In some spots, the soil contamination was so severe and untreatable, it was immediately sent for incineration.
Liquid waste is still being triaged, decanted and then bundled into separate areas based on type. “Some, you can’t make heads or tails of, so it’s sent to Cleanaway in Adelaide for fixation, which involves mixing with cement and putting it into landfill,” says Bull.
Other liquid waste, however, can be reused.
“We’ll send them to where they should have gone in the first place. Geocycle in Melbourne takes a lot of the class threes. They’re used as fuel in cement kilns, for instance.”
Among all the toxic gloom is a silver lining: 150km as the crow flies, on the outskirts of the small regional town of Stawell, the clean-up team has arranged for Australia’s first ever acetylene cylinder recycling facility to be built.
Acetylene, with its extremely high flame temperature, is used for welding and cutting operations, and as a fuel. It’s unstable and prone to spontaneous explosion, however, so cylinders typically contain a porous membrane of asbestos, with liquid acetone to stabilise it.
These cylinders have a 30-50-year life cycle, but Bull estimates that around Australia, about 20,000 of them are pulled out of circulation every year due to defects including dents and cracks.
“At the moment, no one is regulating,” he says. “No one’s saying to the gas companies, ‘you can’t store them all out in a paddock’. Yes, they’re told to make sure there are fire controls and make sure they don’t go bang. But no one’s saying ‘you need to get rid of them, you need to recycle them’.”
The EPA saw an opportunity.
The tender for the Stawell plant was written to ensure that the successful contractor would not only deal with the cylinders from the site in Kaniva but take in and recycle those from industry afterwards.
It’s not a simple process, and neither is it cheap.
“We can’t degas all the acetylene onsite because of the porous mass and the acetone,” explains Bull. “The flammable acetone is still in there and it’s explosive, although not to the same extent as acetylene. So, there’s still a risk in transportation and storage.”
The cylinders will first be washed to remove external contaminants and new plugs fitted. Wastewater will be treated and used onsite.
“There’s a lot of manual preparatory work, which is expensive,” he says.
Up to 85 cylinders at a time will be tapped into a specialised unit purchased from the United States. Over 24 hours the cylinders will be heated to 90°C, releasing acetone from the asbestos. The tiny amounts of acetylene will be off-gassed to the atmosphere, while the acetone will be condensed, collected and sent for use in industry.
After cutting the top and bottom off the cylinders, the asbestos will be removed and sent for disposal in landfill facilities in Stawell which are already equipped to deal with asbestos.
The tender conditions require the successful contractor to gain the necessary EPA and WorkSafe licences and also achieve appropriate levels of noise, asbestos exposure and acetylene off-gas levels. “We will obviously be monitoring levels coming out to ensure they’re well below restricted levels,” says Bull.
Finally, the remnants of the cylinder, the clean steel, will be ready for reuse and recycling.
Back on site, things are getting better every day.
“We’ve got several sites to backfill, so when we can treat contaminants, we do, and we treat back to a suitable level defined by our independent auditor,’ says Bull.
“It’s fairly conservative because of the pristine nature of the land.
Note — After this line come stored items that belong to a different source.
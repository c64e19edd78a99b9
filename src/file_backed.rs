//! # Backing de Arquivo e Serviço de Mapeamento
//!
//! Páginas que espelham uma janela de arquivo. A população lê `read_len`
//! bytes do offset gravado e zera o resto da página (cauda do mapeamento
//! além do fim do arquivo); evicção e destruição escrevem de volta somente
//! os bytes vindos do arquivo, e somente se a página estiver suja.
//!
//! `map_file` constrói uma corrida de páginas pendentes, uma por chunk, cada
//! uma sabendo sua posição e o total do mapeamento ([`MapSpan`]) para o
//! teardown remover exatamente as páginas daquela chamada. A construção é
//! atômica: falhou um chunk, os anteriores saem antes do erro subir.

use alloc::vec::Vec;

use crate::addr::VirtAddr;
use crate::config::{is_aligned, page_count, PAGE_SIZE, USER_VIRTUAL_END};
use crate::error::{VmError, VmResult};
use crate::hal::{AspaceRef, FileRef};
use crate::page::{BackingKind, Page, PageBuf};
use crate::process::ProcessVm;
use crate::vm::Vm;

/// Posição de uma página dentro de um mapeamento de `map_file`
#[derive(Debug, Clone, Copy, PartialEq, Eq)]
pub struct MapSpan {
    /// Ordinal da página dentro do mapeamento (0 = cabeça)
    pub index: usize,
    /// Total de páginas do mapeamento
    pub count: usize,
}

/// Janela de arquivo atribuída a uma página
#[derive(Clone)]
pub struct FileSegment {
    pub file: FileRef,
    pub offset: u64,
    pub read_len: usize,
    pub zero_len: usize,
    pub span: Option<MapSpan>,
}

/// Estado file-backed de uma página
pub struct FilePage {
    seg: FileSegment,
}

impl FilePage {
    pub(crate) fn new(seg: FileSegment) -> Self {
        debug_assert!(seg.read_len + seg.zero_len == PAGE_SIZE);
        Self { seg }
    }

    pub(crate) fn seg(&self) -> &FileSegment {
        &self.seg
    }

    /// População: conteúdo do arquivo + cauda zerada.
    pub(crate) fn swap_in(&mut self, buf: &mut PageBuf) -> VmResult<()> {
        if load_segment(&self.seg, buf) {
            Ok(())
        } else {
            Err(VmError::IoError)
        }
    }

    /// Evicção: writeback se suja. Quem chama solta tradução e frame.
    pub(crate) fn swap_out(&mut self, buf: &PageBuf, va: VirtAddr, aspace: &AspaceRef) {
        self.writeback_if_dirty(buf, va, aspace);
    }

    /// Escreve de volta os bytes file-backed se a página estiver suja.
    ///
    /// Só os `read_len` primeiros bytes têm arquivo por trás; a cauda
    /// zerada nunca é escrita. O bit de dirty é limpo após a tentativa,
    /// com ou sem sucesso: não há retry neste subsistema.
    pub(crate) fn writeback_if_dirty(&self, buf: &PageBuf, va: VirtAddr, aspace: &AspaceRef) {
        if self.seg.read_len == 0 || !aspace.is_dirty(va) {
            return;
        }
        match self.seg.file.write_at(&buf[..self.seg.read_len], self.seg.offset) {
            Ok(n) if n == self.seg.read_len => {
                crate::ktrace!("(MMAP) writeback de {} bytes em {:?}", n, va);
            }
            Ok(n) => {
                crate::kwarn!(
                    "(MMAP) writeback parcial em {:?}: {}/{} bytes",
                    va,
                    n,
                    self.seg.read_len
                );
            }
            Err(e) => {
                crate::kwarn!("(MMAP) writeback falhou em {:?}: {}", va, e);
            }
        }
        aspace.clear_dirty(va);
    }
}

/// Carrega uma janela de arquivo: `read_len` bytes em `buf`, resto zerado.
pub fn load_segment(seg: &FileSegment, buf: &mut PageBuf) -> bool {
    if seg.read_len > 0 {
        match seg.file.read_at(&mut buf[..seg.read_len], seg.offset) {
            Ok(n) if n == seg.read_len => {}
            _ => return false,
        }
    }
    buf[seg.read_len..].fill(0);
    true
}

/// [`load_segment`] na forma de inicializador pendente, para carga preguiçosa
/// de segmentos de executável.
pub fn load_segment_init(seg: Option<&FileSegment>, buf: &mut PageBuf) -> bool {
    match seg {
        Some(seg) => load_segment(seg, buf),
        None => false,
    }
}

/// Janela do chunk `i`: quantos bytes vêm do arquivo e quantos são zero.
fn segment_window(file_len: u64, offset: u64, length: usize, i: usize) -> (usize, usize) {
    let chunk_off = offset + (i * PAGE_SIZE) as u64;
    let mapped_rem = length - i * PAGE_SIZE;
    let file_rem = file_len.saturating_sub(chunk_off);
    let read_len = PAGE_SIZE
        .min(mapped_rem)
        .min(usize::try_from(file_rem).unwrap_or(usize::MAX));
    (read_len, PAGE_SIZE - read_len)
}

/// Cria um mapeamento de arquivo em `addr`, uma página pendente por chunk.
pub(crate) fn map_file(
    vm: &Vm,
    proc: &mut ProcessVm,
    addr: VirtAddr,
    length: usize,
    writable: bool,
    file: &FileRef,
    offset: u64,
) -> VmResult<VirtAddr> {
    if addr.is_null() {
        return Err(VmError::InvalidAddress);
    }
    if !addr.is_page_aligned() || !is_aligned(offset as usize, PAGE_SIZE) {
        return Err(VmError::NotAligned);
    }
    if length == 0 {
        return Err(VmError::InvalidSize);
    }
    let end = addr
        .checked_add(length as u64)
        .ok_or(VmError::InvalidSize)?;
    if end.as_u64() > USER_VIRTUAL_END {
        return Err(VmError::InvalidAddress);
    }
    if !file.is_regular() {
        return Err(VmError::InvalidParameter);
    }
    let file_len = file.len();
    if file_len == 0 {
        return Err(VmError::InvalidParameter);
    }

    // Handle independente: fechar o descritor original não desfaz o mapa.
    let mapped = file.reopen().map_err(|_| VmError::IoError)?;

    let count = page_count(length);
    let mut inserted: Vec<VirtAddr> = Vec::with_capacity(count);
    for i in 0..count {
        let va = addr.add((i * PAGE_SIZE) as u64);
        let (read_len, zero_len) = segment_window(file_len, offset, length, i);
        let seg = FileSegment {
            file: mapped.clone(),
            offset: offset + (i * PAGE_SIZE) as u64,
            read_len,
            zero_len,
            span: Some(MapSpan { index: i, count }),
        };
        let page = Page::new_uninit(
            va,
            writable,
            BackingKind::File,
            None,
            Some(seg),
            proc.aspace().clone(),
        );
        if let Err(e) = proc.spt_mut().insert(page) {
            crate::kwarn!("(MMAP) chunk {} em {:?} recusado: {}", i, va, e);
            for va in inserted {
                proc.spt_mut().remove(va, vm.frames(), vm.swap());
            }
            return Err(e);
        }
        inserted.push(va);
    }
    crate::kdebug!("(MMAP) {} páginas mapeadas em {:?}", count, addr);
    Ok(addr)
}

/// Desfaz o mapeamento cuja cabeça está em `addr`. Best-effort: endereço
/// sem página, ou página que não é cabeça de mapeamento, é no-op.
pub(crate) fn unmap_file(vm: &Vm, proc: &mut ProcessVm, addr: VirtAddr) {
    let base = addr.page_round_down();
    let Some(page) = proc.spt().find(base) else {
        crate::ktrace!("(MMAP) unmap de {:?}: nada mapeado", base);
        return;
    };
    let span = page.lock().map_span();
    let Some(span) = span else {
        crate::ktrace!("(MMAP) unmap de {:?}: página fora de mapeamento", base);
        return;
    };
    if span.index != 0 {
        crate::ktrace!("(MMAP) unmap de {:?}: não é cabeça", base);
        return;
    }
    for i in 0..span.count {
        let va = base.add((i * PAGE_SIZE) as u64);
        if !proc.spt_mut().remove(va, vm.frames(), vm.swap()) {
            crate::kwarn!("(MMAP) buraco no mapeamento em {:?}", va);
        }
    }
    crate::kdebug!("(MMAP) {} páginas desmapeadas de {:?}", span.count, base);
}
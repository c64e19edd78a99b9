//! # Page Frame Manager (PFM)
//!
//! Pool global de frames físicos, compartilhado por todos os processos.
//! Arena de capacidade fixa: cada frame é um slot com handle inteiro
//! ([`FrameId`]), bytes próprios atrás de lock próprio e um registro de
//! ocupante apontando para a página instalada. Página e frame se referenciam
//! por handle, nunca por ponteiro: destacar é lookup-and-clear.
//!
//! A evicção é clock/segunda chance sobre os slots ocupados, em ordem de
//! índice, com um cursor persistente. Regras de lock:
//!
//! - o lock do pool cobre slots, ocupantes e cursor, e NUNCA é mantido
//!   enquanto se espera lock de página, I/O de dispositivo ou lock de swap;
//! - a vítima é destacada sob o lock do pool, persistida depois dele;
//! - um frame em claim (alocado, sem ocupante publicado) é invisível ao
//!   clock.

use alloc::sync::Arc;
use alloc::vec::Vec;

use spin::Mutex;

use crate::addr::{PhysAddr, VirtAddr};
use crate::config::PAGE_SIZE;
use crate::hal::AspaceRef;
use crate::page::{PageBuf, PageRef};
use crate::swap::SwapTable;

/// Handle de frame: índice no arena do pool
#[derive(Debug, Clone, Copy, PartialEq, Eq)]
pub struct FrameId(usize);

impl FrameId {
    #[inline]
    pub fn index(self) -> usize {
        self.0
    }
}

/// Bytes de um frame, compartilháveis sem o lock do pool
pub(crate) type FrameMem = Arc<Mutex<PageBuf>>;

/// Página atualmente instalada em um frame
pub(crate) struct Occupant {
    pub(crate) page: PageRef,
    pub(crate) va: VirtAddr,
    pub(crate) aspace: AspaceRef,
}

struct FrameSlot {
    mem: FrameMem,
    occupant: Option<Occupant>,
    allocated: bool,
}

/// Estatísticas do pool de frames
#[derive(Debug, Clone, Copy, Default)]
pub struct FrameStats {
    pub capacity: usize,
    pub used: usize,
    pub evictions: u64,
}

struct PoolInner {
    slots: Vec<FrameSlot>,
    hand: usize,
    used: usize,
    evictions: u64,
}

/// Pool de frames físicos
pub struct FrameTable {
    base: PhysAddr,
    capacity: usize,
    inner: Mutex<PoolInner>,
}

impl FrameTable {
    /// Cria o pool com `capacity` frames a partir do endereço físico `base`.
    pub fn new(capacity: usize, base: PhysAddr) -> Self {
        let slots = (0..capacity)
            .map(|_| FrameSlot {
                mem: Arc::new(Mutex::new([0u8; PAGE_SIZE])),
                occupant: None,
                allocated: false,
            })
            .collect();
        crate::kinfo!(
            "(PFM) pool com {} frames ({} KiB) a partir de {:?}",
            capacity,
            capacity * PAGE_SIZE / 1024,
            base
        );
        Self {
            base,
            capacity,
            inner: Mutex::new(PoolInner {
                slots,
                hand: 0,
                used: 0,
                evictions: 0,
            }),
        }
    }

    /// Entrega um frame zerado, evictando uma vítima se o pool estiver cheio.
    ///
    /// O frame volta alocado e SEM ocupante: ele só entra no alcance do
    /// clock quando o claim publicar o ocupante via [`install`].
    ///
    /// # Panics
    /// Pool cheio sem nenhum ocupante evictável (exaustão irrecuperável).
    ///
    /// [`install`]: FrameTable::install
    pub(crate) fn get_frame(&self, swap: &SwapTable) -> FrameId {
        let (id, victim) = {
            let mut inner = self.inner.lock();
            if let Some(idx) = inner.slots.iter().position(|s| !s.allocated) {
                inner.slots[idx].allocated = true;
                inner.used += 1;
                drop(inner);
                let id = FrameId(idx);
                self.mem(id).lock().fill(0);
                crate::ktrace!("(PFM) frame {} alocado", idx);
                return id;
            }
            match Self::pick_victim(&mut inner) {
                Some((id, occ)) => {
                    inner.evictions += 1;
                    (id, occ)
                }
                None => panic!("(PFM) pool esgotado sem vítima evictável"),
            }
        };

        // Persistência fora do lock do pool: só a página e o swap esperam.
        let mem = self.mem(id);
        {
            let mut page = victim.page.lock();
            if page.frame() == Some(id) {
                let buf = mem.lock();
                page.evict(&buf, swap);
            } else {
                // Dona destruiu a página entre a seleção e aqui; o frame
                // já está destacado e pode ser reusado direto.
                crate::ktrace!("(PFM) vítima em {:?} já destacada", victim.va);
            }
        }
        mem.lock().fill(0);
        crate::kdebug!("(PFM) frame {} evictado de {:?}", id.index(), victim.va);
        id
    }

    /// Clock/segunda chance. Bit de accessed setado: limpa e avança. O
    /// primeiro slot ocupado com bit limpo é a vítima, destacada na hora.
    /// Duas voltas bastam: a primeira limpa todos os bits, a segunda decide.
    fn pick_victim(inner: &mut PoolInner) -> Option<(FrameId, Occupant)> {
        let n = inner.slots.len();
        if n == 0 {
            return None;
        }
        let start = inner.hand;
        for step in 0..(2 * n) {
            let idx = (start + step) % n;
            match &inner.slots[idx].occupant {
                Some(occ) => {
                    if occ.aspace.is_accessed(occ.va) {
                        occ.aspace.clear_accessed(occ.va);
                        continue;
                    }
                }
                None => continue,
            }
            if let Some(occ) = inner.slots[idx].occupant.take() {
                inner.hand = (idx + 1) % n;
                return Some((FrameId(idx), occ));
            }
        }
        None
    }

    /// Publica o ocupante de um frame recém-populado.
    pub(crate) fn install(&self, id: FrameId, occupant: Occupant) {
        let mut inner = self.inner.lock();
        let slot = &mut inner.slots[id.0];
        debug_assert!(slot.allocated && slot.occupant.is_none());
        slot.occupant = Some(occupant);
    }

    /// Libera um frame ocupado (destruição de página residente).
    ///
    /// Se uma evicção em andamento já destacou o ocupante, o slot fica com
    /// o evictor: liberar aqui causaria alocação dupla.
    pub(crate) fn release(&self, id: FrameId) {
        let mut inner = self.inner.lock();
        let slot = &mut inner.slots[id.0];
        if slot.occupant.take().is_some() {
            slot.allocated = false;
            inner.used -= 1;
            crate::ktrace!("(PFM) frame {} liberado", id.index());
        } else {
            crate::ktrace!("(PFM) frame {} em evicção, mantido", id.index());
        }
    }

    /// Devolve um frame que nunca recebeu ocupante (rollback de claim).
    pub(crate) fn abort_claim(&self, id: FrameId) {
        let mut inner = self.inner.lock();
        let slot = &mut inner.slots[id.0];
        debug_assert!(slot.occupant.is_none());
        slot.allocated = false;
        inner.used -= 1;
    }

    /// Bytes do frame, utilizáveis sem o lock do pool.
    pub(crate) fn mem(&self, id: FrameId) -> FrameMem {
        self.inner.lock().slots[id.0].mem.clone()
    }

    /// Endereço físico do frame.
    pub(crate) fn phys(&self, id: FrameId) -> PhysAddr {
        self.base.add((id.0 * PAGE_SIZE) as u64)
    }

    pub fn capacity(&self) -> usize {
        self.capacity
    }

    pub fn stats(&self) -> FrameStats {
        let inner = self.inner.lock();
        FrameStats {
            capacity: self.capacity,
            used: inner.used,
            evictions: inner.evictions,
        }
    }
}
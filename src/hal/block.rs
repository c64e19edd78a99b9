//! Contrato com o driver de bloco da área de swap.
//!
//! Mesma interface dos drivers de bloco do kernel (VirtIO, AHCI, NVMe);
//! aqui só entram as operações que o swap usa.

use core::fmt;

/// Tipos de erro para dispositivos de bloco
#[derive(Debug, Clone, Copy, PartialEq, Eq)]
pub enum BlockError {
    /// Endereço de bloco inválido (fora do intervalo)
    InvalidBlock,
    /// Erro de I/O durante leitura/escrita
    IoError,
    /// Dispositivo somente leitura
    ReadOnly,
    /// Tamanho do buffer incorreto
    InvalidBuffer,
}

impl fmt::Display for BlockError {
    fn fmt(&self, f: &mut fmt::Formatter<'_>) -> fmt::Result {
        match self {
            BlockError::InvalidBlock => write!(f, "Endereço de bloco inválido"),
            BlockError::IoError => write!(f, "Erro de I/O"),
            BlockError::ReadOnly => write!(f, "Dispositivo somente leitura"),
            BlockError::InvalidBuffer => write!(f, "Tamanho do buffer inválido"),
        }
    }
}

/// Trait para dispositivos de bloco
pub trait BlockDevice: Send + Sync {
    /// Lê um único bloco do dispositivo
    ///
    /// # Argumentos
    /// * `lba` - Endereço Lógico de Bloco (Logical Block Address)
    /// * `buf` - Buffer para armazenar os dados (mínimo block_size bytes)
    fn read_block(&self, lba: u64, buf: &mut [u8]) -> Result<(), BlockError>;

    /// Escreve um único bloco no dispositivo
    ///
    /// # Argumentos
    /// * `lba` - Endereço Lógico de Bloco
    /// * `buf` - Buffer com os dados a escrever (mínimo block_size bytes)
    fn write_block(&self, lba: u64, buf: &[u8]) -> Result<(), BlockError>;

    /// Retorna o tamanho do bloco em bytes (normalmente 512)
    fn block_size(&self) -> usize;

    /// Retorna o número total de blocos no dispositivo
    fn total_blocks(&self) -> u64;
}
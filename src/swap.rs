//! # Swap Subsystem
//!
//! Backing store de páginas anônimas evictadas: um dispositivo de bloco
//! dividido em slots de uma página ([`SECTORS_PER_PAGE`] setores cada),
//! controlados por um bitmap.
//!
//! Um único lock serializa bitmap E transferência de setores, mantendo a
//! alocação do slot atômica com o I/O correspondente. É um lock separado do
//! pool de frames: quem evicta solta o lock do pool antes de chegar aqui.
//!
//! Esgotar o swap ou fazer swap-in de um slot livre são condições fatais,
//! não erros recuperáveis.

use alloc::sync::Arc;
use alloc::vec;
use alloc::vec::Vec;

use spin::Mutex;

use crate::config::{SECTORS_PER_PAGE, SECTOR_SIZE};
use crate::error::{VmError, VmResult};
use crate::hal::BlockDevice;
use crate::page::PageBuf;

/// Slot de swap (índice no backing store)
#[derive(Debug, Clone, Copy, PartialEq, Eq)]
pub struct SwapSlot(pub usize);

/// Estatísticas do swap
#[derive(Debug, Clone, Copy, Default)]
pub struct SwapStats {
    pub total_slots: usize,
    pub used_slots: usize,
    pub swapped_out: u64,
    pub swapped_in: u64,
}

/// Bitmap de slots (1 = ocupado)
struct SlotBitmap {
    data: Vec<u64>,
    len: usize,
}

impl SlotBitmap {
    fn new(bits: usize) -> Self {
        Self {
            data: vec![0; bits.div_ceil(64)],
            len: bits,
        }
    }

    fn set(&mut self, index: usize) {
        debug_assert!(index < self.len);
        self.data[index / 64] |= 1 << (index % 64);
    }

    fn clear(&mut self, index: usize) {
        debug_assert!(index < self.len);
        self.data[index / 64] &= !(1 << (index % 64));
    }

    fn test(&self, index: usize) -> bool {
        debug_assert!(index < self.len);
        (self.data[index / 64] & (1 << (index % 64))) != 0
    }

    /// Encontra primeiro bit livre (0)
    fn find_first_zero(&self) -> Option<usize> {
        for (i, &word) in self.data.iter().enumerate() {
            if word != u64::MAX {
                let index = i * 64 + word.trailing_ones() as usize;
                if index < self.len {
                    return Some(index);
                }
            }
        }
        None
    }

    fn used(&self) -> usize {
        self.data.iter().map(|w| w.count_ones() as usize).sum()
    }
}

struct SwapInner {
    map: SlotBitmap,
    swapped_out: u64,
    swapped_in: u64,
}

/// Área de swap sobre um dispositivo de bloco
pub struct SwapTable {
    dev: Arc<dyn BlockDevice>,
    slots: usize,
    inner: Mutex<SwapInner>,
}

impl SwapTable {
    /// Constrói a área de swap sobre `dev`. O dispositivo precisa expor
    /// blocos de [`SECTOR_SIZE`] bytes.
    pub fn new(dev: Arc<dyn BlockDevice>) -> VmResult<Self> {
        if dev.block_size() != SECTOR_SIZE {
            crate::kerror!(
                "(SWAP) Dispositivo com bloco de {} bytes, esperado {}",
                dev.block_size(),
                SECTOR_SIZE
            );
            return Err(VmError::InvalidParameter);
        }
        let slots = dev.total_blocks() as usize / SECTORS_PER_PAGE;
        if slots == 0 {
            crate::kwarn!("(SWAP) Dispositivo sem espaço para um slot sequer");
        }
        crate::kinfo!(
            "(SWAP) {} slots ({} KiB de swap)",
            slots,
            slots * SECTORS_PER_PAGE * SECTOR_SIZE / 1024
        );
        Ok(Self {
            dev,
            slots,
            inner: Mutex::new(SwapInner {
                map: SlotBitmap::new(slots),
                swapped_out: 0,
                swapped_in: 0,
            }),
        })
    }

    /// Reivindica um slot livre e escreve nele o conteúdo de `buf`.
    ///
    /// # Panics
    /// Swap esgotado ou erro de I/O no dispositivo: condições fatais.
    pub fn swap_out(&self, buf: &PageBuf) -> SwapSlot {
        let mut inner = self.inner.lock();
        let Some(index) = inner.map.find_first_zero() else {
            panic!("(SWAP) Sem slot livre: swap esgotado");
        };
        inner.map.set(index);
        for i in 0..SECTORS_PER_PAGE {
            let lba = (index * SECTORS_PER_PAGE + i) as u64;
            let off = i * SECTOR_SIZE;
            if let Err(e) = self.dev.write_block(lba, &buf[off..off + SECTOR_SIZE]) {
                panic!("(SWAP) Falha de escrita no slot {}: {}", index, e);
            }
        }
        inner.swapped_out += 1;
        crate::ktrace!("(SWAP) out -> slot {}", index);
        SwapSlot(index)
    }

    /// Lê o conteúdo de `slot` para `buf` e libera o slot.
    ///
    /// # Panics
    /// Slot não estava ocupado: bookkeeping corrompido, condição fatal.
    pub fn swap_in(&self, slot: SwapSlot, buf: &mut PageBuf) {
        let mut inner = self.inner.lock();
        if !inner.map.test(slot.0) {
            panic!("(SWAP) swap-in de slot livre: {}", slot.0);
        }
        for i in 0..SECTORS_PER_PAGE {
            let lba = (slot.0 * SECTORS_PER_PAGE + i) as u64;
            let off = i * SECTOR_SIZE;
            if let Err(e) = self.dev.read_block(lba, &mut buf[off..off + SECTOR_SIZE]) {
                panic!("(SWAP) Falha de leitura no slot {}: {}", slot.0, e);
            }
        }
        inner.map.clear(slot.0);
        inner.swapped_in += 1;
        crate::ktrace!("(SWAP) in <- slot {}", slot.0);
    }

    /// Devolve um slot sem ler (destruição de página evictada).
    pub fn free_slot(&self, slot: SwapSlot) {
        let mut inner = self.inner.lock();
        if !inner.map.test(slot.0) {
            crate::kwarn!("(SWAP) Liberação de slot já livre: {}", slot.0);
            return;
        }
        inner.map.clear(slot.0);
        crate::ktrace!("(SWAP) slot {} liberado", slot.0);
    }

    pub fn stats(&self) -> SwapStats {
        let inner = self.inner.lock();
        SwapStats {
            total_slots: self.slots,
            used_slots: inner.map.used(),
            swapped_out: inner.swapped_out,
            swapped_in: inner.swapped_in,
        }
    }
}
We’re putting soil back with cleaner levels of contaminants than clean-fill soil you can buy.”
Key to soil treatment and reuse are “biopiles”. These are layers of contaminated soil with added microbes, phosphates and other nutrients, which are then covered in black plastic. Special SVE units monitor the piles, giving an indication of the improving bioremediation condition of the soil.
Once backfilled, the landscape can start reseeding itself. “About 10-15% of the actual block is affected, and many of the finished areas are already starting to regenerate,” says Bull.
The hope is that in a few years, the only visible disturbance in the sands of the site will be the footprints of animals scattered through the scrub.